Write out all entries word for word.

● ● ● ● ● ● ●

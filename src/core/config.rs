//! Application configuration from environment variables.
//!
//! Load configuration using `Config::from_env()` after calling `dotenvy::dotenv()`.

/// Variables checked for the image service credential, in priority order.
/// Deployment platforms name the key differently; the first non-empty one wins.
pub const CREDENTIAL_VARS: [&str; 3] = ["API_KEY", "GEMINI_API_KEY", "VITE_API_KEY"];

pub const DEFAULT_IMAGE_API_BASE: &str = "https://generativelanguage.googleapis.com/v1beta";

pub const DEFAULT_IMAGE_MODEL: &str = "gemini-2.5-flash-image";

/// Application configuration loaded from environment variables.
#[derive(Debug, Clone)]
pub struct Config {
    /// Credential for the generative image service
    pub image_api_key: Option<String>,

    /// Base URL of the generative image API
    /// Example: https://generativelanguage.googleapis.com/v1beta
    pub image_api_base: String,

    /// Model used for image generation
    pub image_model: String,

    /// Optional aspect ratio passed to the image service, e.g. "16:9"
    pub image_aspect_ratio: Option<String>,
}

impl Config {
    /// Load configuration from environment variables.
    ///
    /// Call `dotenvy::dotenv()` before this to load from `.env` file.
    pub fn from_env() -> Self {
        Self::from_lookup(|name| std::env::var(name).ok())
    }

    /// Build configuration from an arbitrary variable source
    pub fn from_lookup(lookup: impl Fn(&str) -> Option<String>) -> Self {
        let non_empty = |name: &str| lookup(name).filter(|v| !v.trim().is_empty());

        Self {
            image_api_key: resolve_credential(&lookup),
            image_api_base: non_empty("IMAGE_API_BASE")
                .unwrap_or_else(|| DEFAULT_IMAGE_API_BASE.to_string()),
            image_model: non_empty("IMAGE_MODEL").unwrap_or_else(|| DEFAULT_IMAGE_MODEL.to_string()),
            image_aspect_ratio: non_empty("IMAGE_ASPECT_RATIO"),
        }
    }

    /// Check if the image service credential is configured
    pub fn has_image_api_key(&self) -> bool {
        self.image_api_key.as_ref().is_some_and(|k| !k.is_empty())
    }
}

/// First non-empty credential among [`CREDENTIAL_VARS`]
pub fn resolve_credential(lookup: impl Fn(&str) -> Option<String>) -> Option<String> {
    CREDENTIAL_VARS
        .iter()
        .filter_map(|name| lookup(name))
        .map(|v| v.trim().to_string())
        .find(|v| !v.is_empty())
}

● ● ● ● ● ● ●

ANSWER TO THE EXERCISE —
filename src/core/config.rs
//! Application configuration from environment variables.
//!
//! Load configuration using `Config::from_env()` after calling `dotenvy::dotenv()`.

/// Variables checked for the image service credential, in priority order.
/// Deployment platforms name the key differently; the first non-empty one wins.
pub const CREDENTIAL_VARS: [&str; 3] = ["API_KEY", "GEMINI_API_KEY", "VITE_API_KEY"];

pub const DEFAULT_IMAGE_API_BASE: &str = "https://generativelanguage.googleapis.com/v1beta";

pub const DEFAULT_IMAGE_MODEL: &str = "gemini-2.5-flash-image";

/// Application configuration loaded from environment variables.
#[derive(Debug, Clone)]
pub struct Config {
    /// Credential for the generative image service
    pub image_api_key: Option<String>,

    /// Base URL of the generative image API
    /// Example: https://generativelanguage.googleapis.com/v1beta
    pub image_api_base: String,

    /// Model used for image generation
    pub image_model: String,

    /// Optional aspect ratio passed to the image service, e.g. "16:9"
    pub image_aspect_ratio: Option<String>,
}

impl Config {
    /// Load configuration from environment variables.
    ///
    /// Call `dotenvy::dotenv()` before this to load from `.env` file.
    pub fn from_env() -> Self {
        Self::from_lookup(|name| std::env::var(name).ok())
    }

    /// Build configuration from an arbitrary variable source
    pub fn from_lookup(lookup: impl Fn(&str) -> Option<String>) -> Self {
        let non_empty = |name: &str| lookup(name).filter(|v| !v.trim().is_empty());

        Self {
            image_api_key: resolve_credential(&lookup),
            image_api_base: non_empty("IMAGE_API_BASE")
                .unwrap_or_else(|| DEFAULT_IMAGE_API_BASE.to_string()),
            image_model: non_empty("IMAGE_MODEL").unwrap_or_else(|| DEFAULT_IMAGE_MODEL.to_string()),
            image_aspect_ratio: non_empty("IMAGE_ASPECT_RATIO"),
        }
    }

    /// Check if the image service credential is configured
    pub fn has_image_api_key(&self) -> bool {
        self.image_api_key.as_ref().is_some_and(|k| !k.is_empty())
    }
}

/// First non-empty credential among [`CREDENTIAL_VARS`]
pub fn resolve_credential(lookup: impl Fn(&str) -> Option<String>) -> Option<String> {
    CREDENTIAL_VARS
        .iter()
        .filter_map(|name| lookup(name))
        .map(|v| v.trim().to_string())
        .find(|v| !v.is_empty())
}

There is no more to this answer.